Compassion is the virtue of empathy for the suffering of others. It is regarded as a fundamental part of human love, and a cornerstone of greater social interconnection and humanism. The cultivation of loving-kindness is a popular form of meditation in Buddhism. Loving-kindness and compassion are closely linked to Buddhist notion that all living beings are inextricably connected (Compassion 2009).
Loving-kindness meditation (LKM)is a quiet, contemplative, mind-training practice used to cultivate positive emotions, such as friendliness, warmth, caring, joy, equanimity, and compassion. This practice begins with the meditator cultivating loving-kindness towards themselves, then their loved ones, friends, teachers, strangers, enemies, and finally towards all sentient beings. Through this practice, feelings of anger, resentment, and anxiety can be released.
This practice, in which one directs compassion and wishes for well-being toward real or imagined others, is designed to create changes in emotion, motivation, and behavior in order to promote positive feelings and kindness toward the self and others.
“If you want others to be happy, practice compassion. If you want to be happy, practice compassion.”(Dalai Lama).

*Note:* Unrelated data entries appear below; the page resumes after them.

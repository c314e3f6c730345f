//! # Domain Errors
//!
//! Error types for the envelope protocol.

use thiserror::Error;

/// Digest type (32-byte SHA-256).
pub type Hash = [u8; 32];

/// Account address type (20-byte).
pub type Address = [u8; 20];

/// Envelope identifier, assigned monotonically by the store.
pub type EnvelopeId = u64;

/// Envelope protocol error types.
#[derive(Debug, Error, Clone)]
pub enum EnvelopeError {
    /// Envelope does not exist.
    #[error("Envelope not found: {0}")]
    NotFound(EnvelopeId),

    /// Envelope was already claimed or reclaimed.
    #[error("Envelope {0} already finalized")]
    AlreadyFinalized(EnvelopeId),

    /// Caller is not authorized for this operation.
    #[error("Unauthorized caller")]
    Unauthorized,

    /// Claim attempted before the unlock time.
    #[error("Not yet unlocked: current={current}, unlock={unlock_time}")]
    NotYetUnlocked {
        /// Service time at validation
        current: u64,
        /// Envelope unlock time
        unlock_time: u64,
    },

    /// Claim attempted at or after the expiry time.
    #[error("Claim window closed: current={current}, expiry={expiry_time}")]
    Expired {
        /// Service time at validation
        current: u64,
        /// Envelope expiry time
        expiry_time: u64,
    },

    /// Reclaim attempted before the expiry time.
    #[error("Not yet expired: current={current}, expiry={expiry_time}")]
    NotYetExpired {
        /// Service time at validation
        current: u64,
        /// Envelope expiry time
        expiry_time: u64,
    },

    /// Provided secret does not hash to the stored commitment.
    #[error("Invalid secret")]
    InvalidSecret,

    /// Amount must be positive.
    #[error("Invalid amount: {0}")]
    InvalidAmount(u128),

    /// Unlock/expiry times violate ordering rules.
    #[error("Invalid timing: unlock={unlock_time}, expiry={expiry_time}, current={current}")]
    InvalidTiming {
        /// Requested unlock time
        unlock_time: u64,
        /// Requested expiry time
        expiry_time: u64,
        /// Service time at validation
        current: u64,
    },

    /// Owner balance cannot cover amount plus fee.
    #[error("Insufficient funds: required {required}, available {available}")]
    InsufficientFunds {
        /// Total required (amount plus protocol fee)
        required: u128,
        /// Spendable balance available
        available: u128,
    },

    /// Identifier counter exhausted.
    #[error("Envelope capacity exceeded")]
    CapacityExceeded,

    /// Illegal status transition.
    #[error("Invalid status transition: {from} -> {to}")]
    InvalidTransition {
        /// Current status
        from: String,
        /// Attempted status
        to: String,
    },
}
//! # Ports Module
//!
//! Outbound boundaries consumed by the client: the key custodian and
//! the submission/confirmation gateway.

pub mod outbound;

pub use outbound::*;
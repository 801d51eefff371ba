//! Re-exports the telemetry sink from `synthfi_core`, where it lives so that
//! `synthfi-providers` and `synthfi-exchange` can publish to it directly without a
//! dependency cycle back up through this facade crate.

pub use synthfi_core::statistics::{NoopStatisticsSink, StatisticSample, StatisticsSink, TracingStatisticsSink};
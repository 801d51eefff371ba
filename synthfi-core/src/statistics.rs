//! A fire-and-forget telemetry sink for order-state transitions and subscription
//! lifecycle events. Lives in `synthfi-core` (rather than the facade crate) so both
//! `synthfi-providers` and `synthfi-exchange` can publish to it without a dependency
//! cycle back up to the facade.

use std::collections::HashMap;

/// A single point-in-time metric sample. `value` is deliberately `f64` rather than a
/// richer type — the sink is a dumb forwarder, not an aggregator.
#[derive(Clone, Debug)]
pub struct StatisticSample {
    pub name: &'static str,
    pub value: f64,
    pub tags: HashMap<&'static str, String>,
}

impl StatisticSample {
    pub fn new(name: &'static str, value: f64) -> Self {
        Self { name, value, tags: HashMap::new() }
    }

    pub fn with_tag(mut self, key: &'static str, value: impl Into<String>) -> Self {
        self.tags.insert(key, value.into());
        self
    }
}

/// Implementations must never block the caller and must never let a delivery failure
/// propagate as an error — statistics are observational, not load-bearing.
pub trait StatisticsSink: Send + Sync {
    fn publish(&self, sample: StatisticSample);
}

/// Discards every sample. The default for tests and for deployments that haven't wired
/// up a real publisher yet.
#[derive(Clone, Copy, Default)]
pub struct NoopStatisticsSink;

impl StatisticsSink for NoopStatisticsSink {
    fn publish(&self, _sample: StatisticSample) {}
}

/// Emits each sample as a `tracing` event at `TRACE` level, useful for local development
/// where a real metrics backend isn't worth standing up.
#[derive(Clone, Copy, Default)]
pub struct TracingStatisticsSink;

impl StatisticsSink for TracingStatisticsSink {
    fn publish(&self, sample: StatisticSample) {
        tracing::trace!(name = sample.name, value = sample.value, tags = ?sample.tags, "statistic");
    }
}

#[cfg(test)]
mod tests {
    use super::*;

    #[test]
    fn noop_sink_accepts_any_sample_without_panicking() {
        let sink = NoopStatisticsSink;
        sink.publish(StatisticSample::new("active_subscriptions", 3.0).with_tag("resource", "account"));
    }
}
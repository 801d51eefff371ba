//! Base58/base64 helpers shared by the fixed-size key types and account decoders.

use crate::error::CoreError;

pub fn decode_base58_fixed<const N: usize>(s: &str) -> Result<[u8; N], CoreError> {
    let bytes = bs58::decode(s)
        .into_vec()
        .map_err(|e| CoreError::Base58(e.to_string()))?;
    <[u8; N]>::try_from(bytes.as_slice())
        .map_err(|_| CoreError::InvalidLength { expected: N, got: bytes.len() })
}

pub fn encode_base58(bytes: &[u8]) -> String {
    bs58::encode(bytes).into_string()
}

pub fn decode_base64(s: &str) -> Result<Vec<u8>, CoreError> {
    use base64::Engine as _;
    base64::engine::general_purpose::STANDARD
        .decode(s)
        .map_err(|e| CoreError::Base64(e.to_string()))
}
//! The order state machine shared by both venues: `New` the moment a caller asks to
//! place it, `Submitted` once the venue has accepted the wire request, and finally one of
//! `Confirmed`/`Rejected`/`TimedOut` once the venue (or, for Mango, a signature
//! confirmation) reports the outcome.

use thiserror::Error;

#[derive(Clone, Copy, Debug, PartialEq, Eq)]
pub enum OrderSide {
    Buy,
    Sell,
}

#[derive(Clone, Copy, Debug, PartialEq, Eq)]
pub enum OrderType {
    Limit,
    Market,
}

#[derive(Clone, Copy, Debug, PartialEq, Eq)]
pub enum OrderStatus {
    New,
    Submitted,
    Confirmed,
    Rejected,
    TimedOut,
}

#[derive(Clone, Debug)]
pub struct Order {
    pub client_id: u64,
    pub market: String,
    pub side: OrderSide,
    pub order_type: OrderType,
    pub price: f64,
    pub size: f64,
    pub status: OrderStatus,
}

impl Order {
    pub fn new(client_id: u64, market: impl Into<String>, side: OrderSide, order_type: OrderType, price: f64, size: f64) -> Self {
        Self { client_id, market: market.into(), side, order_type, price, size, status: OrderStatus::New }
    }
}

/// Maps a status to the numeric value published alongside it, so every venue's order
/// client reports the same metric shape to the statistics sink.
pub(crate) fn order_status_metric_value(status: OrderStatus) -> f64 {
    match status {
        OrderStatus::New => 0.0,
        OrderStatus::Submitted => 1.0,
        OrderStatus::Confirmed => 2.0,
        OrderStatus::Rejected => 3.0,
        OrderStatus::TimedOut => 4.0,
    }
}

#[derive(Debug, Error)]
pub enum OrderError {
    #[error("order was rejected: {0}")]
    Rejected(String),

    #[error("timed out waiting for order confirmation")]
    TimedOut,

    #[error(transparent)]
    Provider(#[from] synthfi_providers::ProviderError),

    #[error(transparent)]
    Http(#[from] reqwest::Error),

    #[error("venue returned an error ({code}): {message}")]
    Venue { code: i64, message: String },
}

#[cfg(test)]
mod tests {
    use super::*;

    #[test]
    fn metric_value_is_monotonic_through_the_happy_path() {
        let happy_path = [OrderStatus::New, OrderStatus::Submitted, OrderStatus::Confirmed];
        let values: Vec<f64> = happy_path.iter().copied().map(order_status_metric_value).collect();
        assert!(values.windows(2).all(|pair| pair[0] < pair[1]));
    }

    #[test]
    fn rejected_and_timed_out_have_distinct_values() {
        assert_ne!(
            order_status_metric_value(OrderStatus::Rejected),
            order_status_metric_value(OrderStatus::TimedOut)
        );
    }
}
//! HMAC-signed REST calls against FTX. Collapses `FtxRestClientService` +
//! `FtxRestClientImpl` into one struct owning a `reqwest::Client`; there is no longer a
//! private `io_context`/thread backing it, just `async fn`s on the caller's own runtime.

use hmac::{Hmac, Mac};
use reqwest::{Method, StatusCode};
use serde::{de::DeserializeOwned, Deserialize, Serialize};
use sha2::Sha256;

use crate::order::OrderError;

const BASE_URL: &str = "https://ftx.com/api";

#[derive(Clone, Debug)]
pub struct FtxAuthenticationConfig {
    pub api_key: String,
    pub api_secret: String,
    pub subaccount: Option<String>,
}

#[derive(Clone)]
pub struct FtxRestClient {
    client: reqwest::Client,
    config: FtxAuthenticationConfig,
}

#[derive(Deserialize)]
struct Envelope<T> {
    success: bool,
    #[serde(default)]
    result: Option<T>,
    #[serde(default)]
    error: Option<String>,
}

impl FtxRestClient {
    pub fn new(config: FtxAuthenticationConfig) -> Self {
        Self { client: reqwest::Client::new(), config }
    }

    fn sign(&self, timestamp: i64, method: &Method, path: &str, body: &str) -> String {
        let mut mac = Hmac::<Sha256>::new_from_slice(self.config.api_secret.as_bytes())
            .expect("hmac accepts a key of any length");
        mac.update(format!("{timestamp}{method}{path}{body}").as_bytes());
        hex::encode(mac.finalize().into_bytes())
    }

    pub(crate) async fn request<B: Serialize, R: DeserializeOwned>(
        &self,
        method: Method,
        path: &str,
        body: Option<&B>,
    ) -> Result<R, OrderError> {
        let body_json = match body {
            Some(b) => serde_json::to_string(b).expect("order payloads are always serializable"),
            None => String::new(),
        };
        let timestamp = unix_millis();
        let signature = self.sign(timestamp, &method, path, &body_json);

        let url = format!("{BASE_URL}{path}");
        let mut req = self
            .client
            .request(method, &url)
            .header("FTX-KEY", &self.config.api_key)
            .header("FTX-SIGN", signature)
            .header("FTX-TS", timestamp.to_string());

        if let Some(subaccount) = &self.config.subaccount {
            req = req.header("FTX-SUBACCOUNT", subaccount);
        }
        if !body_json.is_empty() {
            req = req.header("Content-Type", "application/json").body(body_json);
        }

        let response = req.send().await?;
        let status = response.status();
        let envelope: Envelope<R> = response.json().await?;

        if !envelope.success || status != StatusCode::OK {
            return Err(OrderError::Venue {
                code: status.as_u16() as i64,
                message: envelope.error.unwrap_or_else(|| "request failed".to_string()),
            });
        }

        envelope.result.ok_or_else(|| OrderError::Venue {
            code: status.as_u16() as i64,
            message: "response carried no result".to_string(),
        })
    }
}

/// Separated out so tests can feed a deterministic timestamp without reaching for the
/// clock directly.
fn unix_millis() -> i64 {
    std::time::SystemTime::now()
        .duration_since(std::time::UNIX_EPOCH)
        .expect("system clock is after the epoch")
        .as_millis() as i64
}

#[cfg(test)]
mod tests {
    use super::*;

    #[test]
    fn signature_is_deterministic_for_a_fixed_timestamp() {
        let client = FtxRestClient::new(FtxAuthenticationConfig {
            api_key: "key".into(),
            api_secret: "secret".into(),
            subaccount: None,
        });
        let a = client.sign(1_600_000_000_000, &Method::GET, "/orders", "");
        let b = client.sign(1_600_000_000_000, &Method::GET, "/orders", "");
        assert_eq!(a, b);
        assert_eq!(a.len(), 64); // hex-encoded sha256
    }
}
//! `AccountInfo` and its `data` field decoding. The Solana RPC node is inconsistent about
//! how it encodes `data` depending on the `encoding` parameter the caller asked for: a plain
//! JSON string means base58, a two-element `[data, "base64"]` array means base64. We accept
//! both on read (matching the C++ client this was ported from) and always request base64
//! when we issue `accountSubscribe`/`getAccountInfo` ourselves.

use serde::de::{self, Deserializer, SeqAccess, Visitor};
use serde::{Deserialize, Serialize};
use std::fmt;

use crate::codec::decode_base64;
use crate::error::CoreError;
use crate::keys::PublicKey;

/// The value side of an `accountNotification`/`getAccountInfo` response.
#[derive(Clone, Debug, Serialize)]
pub struct AccountInfo {
    pub executable: bool,
    pub lamports: u64,
    pub owner: PublicKey,
    pub data: Vec<u8>,
}

impl AccountInfo {
    /// Deserializes `data` into `T` via `T::decode`, the way the original client's
    /// `account_to<T>` combinator chained account fetch with payload decode.
    pub fn decode_as<T: AccountData>(&self) -> Result<T, CoreError> {
        T::decode(&self.data)
    }
}

/// Implemented by fixed-layout SPL account payloads, e.g. `TokenMintAccount`.
pub trait AccountData: Sized {
    fn decode(data: &[u8]) -> Result<Self, CoreError>;
}

#[derive(Deserialize)]
struct RawAccountInfo {
    executable: bool,
    lamports: u64,
    owner: PublicKey,
    data: AccountData_,
}

impl<'de> Deserialize<'de> for AccountInfo {
    fn deserialize<D>(deserializer: D) -> Result<Self, D::Error>
    where
        D: Deserializer<'de>,
    {
        let raw = RawAccountInfo::deserialize(deserializer)?;
        Ok(AccountInfo {
            executable: raw.executable,
            lamports: raw.lamports,
            owner: raw.owner,
            data: raw.data.0,
        })
    }
}

/// Wraps the decoded byte payload; exists only to host the hand-rolled `Deserialize` that
/// dispatches on whether `data` arrived as a bare string (base58) or a `[data, encoding]`
/// pair (base64).
#[allow(non_camel_case_types)]
struct AccountData_(Vec<u8>);

impl<'de> Deserialize<'de> for AccountData_ {
    fn deserialize<D>(deserializer: D) -> Result<Self, D::Error>
    where
        D: Deserializer<'de>,
    {
        struct DataVisitor;

        impl<'de> Visitor<'de> for DataVisitor {
            type Value = AccountData_;

            fn expecting(&self, f: &mut fmt::Formatter<'_>) -> fmt::Result {
                f.write_str("a base58 string or a [data, \"base64\"] pair")
            }

            fn visit_str<E>(self, v: &str) -> Result<Self::Value, E>
            where
                E: de::Error,
            {
                let bytes = bs58::decode(v)
                    .into_vec()
                    .map_err(|_| de::Error::custom("invalid base58 in account data"))?;
                Ok(AccountData_(bytes))
            }

            fn visit_seq<A>(self, mut seq: A) -> Result<Self::Value, A::Error>
            where
                A: SeqAccess<'de>,
            {
                let encoded: String = seq
                    .next_element()?
                    .ok_or_else(|| de::Error::invalid_length(0, &self))?;
                let _encoding: String = seq
                    .next_element()?
                    .ok_or_else(|| de::Error::invalid_length(1, &self))?;
                let bytes = decode_base64(&encoded).map_err(de::Error::custom)?;
                Ok(AccountData_(bytes))
            }
        }

        deserializer.deserialize_any(DataVisitor)
    }
}

#[cfg(test)]
mod tests {
    use super::*;

    #[test]
    fn decodes_base64_pair() {
        let raw = r#"{
            "executable": false,
            "lamports": 100,
            "owner": "11111111111111111111111111111111",
            "data": ["aGVsbG8=", "base64"]
        }"#;
        let info: AccountInfo = serde_json::from_str(raw).unwrap();
        assert_eq!(info.data, b"hello");
        assert_eq!(info.lamports, 100);
    }

    #[test]
    fn decodes_base58_string() {
        let encoded = bs58::encode(b"hello").into_string();
        let raw = format!(
            r#"{{"executable": true, "lamports": 1, "owner": "11111111111111111111111111111111", "data": "{encoded}"}}"#
        );
        let info: AccountInfo = serde_json::from_str(&raw).unwrap();
        assert_eq!(info.data, b"hello");
        assert!(info.executable);
    }

    #[test]
    fn rejects_other_shapes() {
        let raw = r#"{
            "executable": false,
            "lamports": 1,
            "owner": "11111111111111111111111111111111",
            "data": 42
        }"#;
        assert!(serde_json::from_str::<AccountInfo>(raw).is_err());
    }
}
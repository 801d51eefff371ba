//! Wire-level primitives shared by every Synthfi client crate: base58 key types, the
//! `Commitment` ordering, account decoding, and the JSON-RPC envelope used over both
//! the HTTP and websocket transports.

mod account;
mod codec;
mod commitment;
mod error;
mod jsonrpc;
mod keys;
pub mod statistics;
mod token;

pub use account::AccountInfo;
pub use commitment::Commitment;
pub use error::{CoreError, RpcError};
pub use jsonrpc::{JsonRpcError, Notification, Request, Response};
pub use keys::{Hash, PublicKey, Signature};
pub use statistics::{NoopStatisticsSink, StatisticSample, StatisticsSink, TracingStatisticsSink};
pub use token::TokenMintAccount;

Randomized clinical research has demonstrated that the practice of LKM has significant beneficial effects, such as decreased chronic low back pain, reduced psychological distress, reduced anger, and increased social connectedness. There is also evidence that through the cultivation of positive emotions with LKM practice, individuals experience decreased illness symptoms as well as an increase in a broader range of personal resources such as social support, purpose in life, and increased mindfulness, which predicted greater life satisfaction and reduced symptoms of depression (LKM social; 2008).